There seems to be a problem on this page:
I realized only after buying boards that that system shown can’t work for the purpose. You can’t practically use N-channel mosfets on the high side like that, from what I read. N-channel mosfets are turned on by a positive on the gate, relative to the drain. It has to be like 5 volts or something higher at the gate than at the drain. When the drain is connected directly to ground, this works fine.
But the motor is in between ground and the drain, as soon as the mosfet turns on, the voltage on the drain would get close to the positive supply voltage, because the voltage is reduced by however much the resistance the current has crossed divided by the total resistance. The resistance of the transistor would be very low and the coils of the motor at least 10 ohms, not even considering induction.

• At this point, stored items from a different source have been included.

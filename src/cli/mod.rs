// vsenv-rs: Visual Studio toolchain environment resolver
//
// SPDX-FileCopyrightText: 2026 Romeo Ahmed
// SPDX-License-Identifier: GPL-3.0-or-later

//! CLI module for vsenv-rs using clap derive.
//!
//! # Command Structure
//!
//! ```text
//! vsenv [global options] <command>
//! apply --arch A [--vs-version R] [--toolchain T] [--sink S] [--shell sh|pwsh]
//! locate [--vs-version R] [--all]
//! diff --arch A [--vs-version R]
//! archs
//! options
//! version
//! ```

pub mod global;
pub mod resolve;

#[cfg(test)]
mod tests;

use crate::cli::global::GlobalOptions;
use crate::cli::resolve::{ApplyArgs, DiffArgs, LocateArgs};
use clap::{Parser, Subcommand};

/// Visual Studio toolchain environment resolver
///
/// Finds a Visual Studio installation, captures what `vcvarsall.bat` does to
/// the environment and exports it into the surrounding CI job.
#[derive(Debug, Parser)]
#[command(
    name = "vsenv",
    author,
    version,
    about = "Visual Studio toolchain environment resolver",
    long_about = "vsenv-rs Copyright (C) 2026 Romeo Ahmed\n\
                  This program comes with ABSOLUTELY NO WARRANTY\n\
                  This is free software, and you are welcome to redistribute it\n\
                  under certain conditions; see LICENSE for details.\n\n\
                  Resolves the MSVC build environment for an architecture and\n\
                  exports it into the CI job. Invoking `vsenv apply --arch x64`\n\
                  inside a GitHub Actions step is usually all that is needed.",
    after_help = "CONFIG FILES:\n\n\
                  vsenv reads `vsenv.toml` from the current directory if it exists.\n\
                  Additional files can be given with --config and are loaded after it.\n\
                  VSENV_<SECTION>__<KEY> environment variables override both, and\n\
                  command line flags override everything."
)]
pub struct Cli {
    /// Global options shared by all commands
    #[command(flatten)]
    pub global: GlobalOptions,

    /// Command to execute
    #[command(subcommand)]
    pub command: Option<Command>,
}

/// Available commands.
#[derive(Debug, Subcommand)]
pub enum Command {
    /// Shows the version.
    #[command(visible_alias = "-v")]
    Version,

    /// Lists all options and their values, then the config files used.
    Options,

    /// Lists the accepted architecture names.
    Archs,

    /// Resolves the toolchain environment and exports it into the job.
    Apply(ApplyArgs),

    /// Prints the Visual Studio installation that would be used.
    Locate(LocateArgs),

    /// Prints the environment changes as JSON without exporting them.
    Diff(DiffArgs),
}

/// Parses command-line arguments.
#[must_use]
pub fn parse() -> Cli {
    Cli::parse()
}

/// Tries to parse command-line arguments, returning an error on failure.
///
/// # Errors
///
/// Returns a `clap::Error` if the arguments are invalid or if help/version information
/// was requested.
pub fn try_parse() -> Result<Cli, clap::Error> {
    Cli::try_parse()
}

I don’t know how it even stays on at all, I guess it achieves an equilibrium where the resistance of the transistor is such that the voltage at the drain is just enough to only just keep the transistor partially on, in a state of undesireably high resistance but not extremely high and not extremely low. This obviously implies that the voltage drop across the motor is way less than the intended voltage, and the transistor will get hot, possibly too hot. I guess if the motor was held still and the system allowed to achieve equilibrium it would be supply voltage minus very approximately the 5 volts (which varies between transistors).
This definitely is not going to give a nice sine wave, it will totally mess up the voltage from the system.
My understanding is rudimentary, I apologize, and I know, but who else would get trapped by such a problem. I was about to chop up the boards I bought to extract the N-channel mosfets and rewire them for use on the high side (the board wiring confines them to use on the low side when they are as they come). Fortunately I realized this is not going to work before I sacrificed that time and money…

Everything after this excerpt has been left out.